### Task instructions
Wherever the string "watcher" appears in the records, return the line that holds it.

Data provided Start Marker

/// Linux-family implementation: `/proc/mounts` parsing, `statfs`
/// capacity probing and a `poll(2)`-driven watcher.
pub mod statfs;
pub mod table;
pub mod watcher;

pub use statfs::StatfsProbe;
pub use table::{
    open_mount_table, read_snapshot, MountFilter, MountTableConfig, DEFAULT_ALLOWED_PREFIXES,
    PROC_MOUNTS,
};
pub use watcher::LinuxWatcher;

Data provided End Marker

### The completed task
/// capacity probing and a `poll(2)`-driven watcher.
pub mod watcher;
pub use watcher::LinuxWatcher;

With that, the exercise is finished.